(Stored items)
++++++

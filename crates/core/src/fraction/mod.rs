use std::{
    cmp::Ordering,
    fmt,
    ops::{Add, Mul, Neg, Sub},
};

use serde::{Deserialize, Serialize};

use crate::{Result, WindowError};

const DEFAULT_MAX_DENOMINATOR: i64 = 1000;

/// Exact beat position.
///
/// Always stored reduced with a positive denominator, so derived equality and
/// hashing agree with numeric equality. The numerator is never `i64::MIN`, so
/// negation cannot overflow. Serialised in mixed form as
/// `[integer, numerator, denominator]`.
#[derive(Debug, Clone, Copy, PartialEq, Eq, Hash, Serialize, Deserialize)]
#[serde(try_from = "[i64; 3]", into = "[i64; 3]")]
pub struct Fraction {
    num: i64,
    den: i64,
}

impl Fraction {
    pub const ZERO: Fraction = Fraction { num: 0, den: 1 };
    pub const ONE: Fraction = Fraction { num: 1, den: 1 };

    /// Creates a whole-beat fraction.
    ///
    /// `i64::MIN` is clamped to `-i64::MAX`.
    pub const fn from_int(value: i64) -> Self {
        let num = if value == i64::MIN { -i64::MAX } else { value };
        Self { num, den: 1 }
    }

    /// Creates `numerator / denominator`, reduced.
    pub fn new(numerator: i64, denominator: i64) -> Result<Self> {
        if denominator == 0 {
            return Err(WindowError::InvalidFraction {
                numerator,
                denominator,
            });
        }
        Self::checked_reduced(i128::from(numerator), i128::from(denominator))
            .ok_or_else(|| WindowError::FractionOutOfRange(format!("{numerator}/{denominator}")))
    }

    /// Creates `integer + numerator / denominator`.
    pub fn mixed(integer: i64, numerator: i64, denominator: i64) -> Result<Self> {
        if denominator == 0 {
            return Err(WindowError::InvalidFraction {
                numerator,
                denominator,
            });
        }
        let total = i128::from(integer) * i128::from(denominator) + i128::from(numerator);
        Self::checked_reduced(total, i128::from(denominator)).ok_or_else(|| {
            WindowError::FractionOutOfRange(format!("{integer} {numerator}/{denominator}"))
        })
    }

    /// Finds the continued-fraction convergent of `value` closest to it whose
    /// denominator does not exceed `max_denominator`.
    ///
    /// Returns `None` for non-finite input or a non-positive bound.
    pub fn from_f64(value: f64, max_denominator: i64) -> Option<Self> {
        if !value.is_finite() || max_denominator < 1 {
            return None;
        }

        // Convergents h/k, seeded with h(-2)/k(-2) = 0/1 and h(-1)/k(-1) = 1/0.
        let (mut h_prev, mut h) = (0_i64, 1_i64);
        let (mut k_prev, mut k) = (1_i64, 0_i64);
        let mut remain = value;

        loop {
            let floor = remain.floor();
            if floor.abs() >= i64::MAX as f64 {
                break;
            }
            let a = floor as i64;
            let next = a
                .checked_mul(h)
                .and_then(|v| v.checked_add(h_prev))
                .zip(a.checked_mul(k).and_then(|v| v.checked_add(k_prev)));
            let Some((h_next, k_next)) = next else {
                break;
            };
            if k_next > max_denominator {
                break;
            }
            (h_prev, h) = (h, h_next);
            (k_prev, k) = (k, k_next);

            let fractional = remain - floor;
            if fractional.abs() < 1e-12 {
                break;
            }
            remain = 1.0 / fractional;
        }

        Self::checked_reduced(i128::from(h), i128::from(k))
    }

    /// Same as [`Fraction::from_f64`] with the default denominator bound of 1000.
    pub fn approximate(value: f64) -> Option<Self> {
        Self::from_f64(value, DEFAULT_MAX_DENOMINATOR)
    }

    /// Rounds `value` to the nearest multiple of `1 / denominator`.
    pub fn from_f64_rounded(value: f64, denominator: i64) -> Result<Self> {
        Self::new((value * denominator as f64).round() as i64, denominator)
    }

    pub fn numerator(&self) -> i64 {
        self.num
    }

    pub fn denominator(&self) -> i64 {
        self.den
    }

    /// Whole part, rounded towards negative infinity.
    pub fn integer_part(&self) -> i64 {
        self.num.div_euclid(self.den)
    }

    /// Numerator of the non-negative remainder in mixed form.
    pub fn fractional_numerator(&self) -> i64 {
        self.num.rem_euclid(self.den)
    }

    pub fn to_f64(&self) -> f64 {
        self.num as f64 / self.den as f64
    }

    pub fn is_zero(&self) -> bool {
        self.num == 0
    }

    /// Sum, or `None` if the reduced result does not fit in 64 bits.
    pub fn checked_add(self, rhs: Self) -> Option<Self> {
        let num = i128::from(self.num) * i128::from(rhs.den)
            + i128::from(rhs.num) * i128::from(self.den);
        Self::checked_reduced(num, i128::from(self.den) * i128::from(rhs.den))
    }

    pub fn checked_sub(self, rhs: Self) -> Option<Self> {
        self.checked_add(-rhs)
    }

    pub fn checked_mul(self, rhs: Self) -> Option<Self> {
        Self::checked_reduced(
            i128::from(self.num) * i128::from(rhs.num),
            i128::from(self.den) * i128::from(rhs.den),
        )
    }

    /// Division that reports a zero divisor or an overflow instead of panicking.
    pub fn checked_div(self, rhs: Self) -> Option<Self> {
        if rhs.num == 0 {
            return None;
        }
        Self::checked_reduced(
            i128::from(self.num) * i128::from(rhs.den),
            i128::from(self.den) * i128::from(rhs.num),
        )
    }

    fn checked_reduced(numerator: i128, denominator: i128) -> Option<Self> {
        if denominator == 0 {
            return None;
        }
        let divisor = i128::try_from(gcd(numerator.unsigned_abs(), denominator.unsigned_abs()))
            .ok()?
            .max(1);
        let sign = denominator.signum();
        let num = i64::try_from(numerator / divisor * sign).ok()?;
        let den = i64::try_from(denominator / divisor * sign).ok()?;
        if num == i64::MIN {
            return None;
        }
        Some(Self { num, den })
    }
}

fn gcd(mut a: u128, mut b: u128) -> u128 {
    while b != 0 {
        (a, b) = (b, a % b);
    }
    a
}

impl Default for Fraction {
    fn default() -> Self {
        Self::ZERO
    }
}

impl Ord for Fraction {
    fn cmp(&self, other: &Self) -> Ordering {
        let lhs = i128::from(self.num) * i128::from(other.den);
        let rhs = i128::from(other.num) * i128::from(self.den);
        lhs.cmp(&rhs)
    }
}

impl PartialOrd for Fraction {
    fn partial_cmp(&self, other: &Self) -> Option<Ordering> {
        Some(self.cmp(other))
    }
}

/// # Panics
///
/// Panics if the reduced sum does not fit in 64 bits; use
/// [`Fraction::checked_add`] for untrusted values.
impl Add for Fraction {
    type Output = Fraction;

    fn add(self, rhs: Self) -> Self::Output {
        match self.checked_add(rhs) {
            Some(sum) => sum,
            None => panic!("overflow when adding fractions"),
        }
    }
}

/// # Panics
///
/// Panics if the reduced difference does not fit in 64 bits.
impl Sub for Fraction {
    type Output = Fraction;

    fn sub(self, rhs: Self) -> Self::Output {
        match self.checked_sub(rhs) {
            Some(difference) => difference,
            None => panic!("overflow when subtracting fractions"),
        }
    }
}

/// # Panics
///
/// Panics if the reduced product does not fit in 64 bits.
impl Mul for Fraction {
    type Output = Fraction;

    fn mul(self, rhs: Self) -> Self::Output {
        match self.checked_mul(rhs) {
            Some(product) => product,
            None => panic!("overflow when multiplying fractions"),
        }
    }
}

impl Neg for Fraction {
    type Output = Fraction;

    fn neg(self) -> Self::Output {
        Self {
            num: -self.num,
            den: self.den,
        }
    }
}

impl From<i64> for Fraction {
    fn from(value: i64) -> Self {
        Self::from_int(value)
    }
}

impl TryFrom<[i64; 3]> for Fraction {
    type Error = WindowError;

    fn try_from(value: [i64; 3]) -> Result<Self> {
        let [integer, numerator, denominator] = value;
        Self::mixed(integer, numerator, denominator)
    }
}

impl From<Fraction> for [i64; 3] {
    fn from(value: Fraction) -> Self {
        [
            value.integer_part(),
            value.fractional_numerator(),
            value.denominator(),
        ]
    }
}

impl fmt::Display for Fraction {
    fn fmt(&self, f: &mut fmt::Formatter<'_>) -> fmt::Result {
        write!(
            f,
            "{} {}/{}",
            self.integer_part(),
            self.fractional_numerator(),
            self.den
        )
    }
}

++++++

Retype exactly the lines above, from the one with "let fractional = remain - floor;" through the one with "pub fn from_f64_rounded(value: f64, denominator: i64)", inclusive.

            let fractional = remain - floor;
            if fractional.abs() < 1e-12 {
                break;
            }
            remain = 1.0 / fractional;
        }

        Self::checked_reduced(i128::from(h), i128::from(k))
    }

    /// Same as [`Fraction::from_f64`] with the default denominator bound of 1000.
    pub fn approximate(value: f64) -> Option<Self> {
        Self::from_f64(value, DEFAULT_MAX_DENOMINATOR)
    }

    /// Rounds `value` to the nearest multiple of `1 / denominator`.
    pub fn from_f64_rounded(value: f64, denominator: i64) -> Result<Self> {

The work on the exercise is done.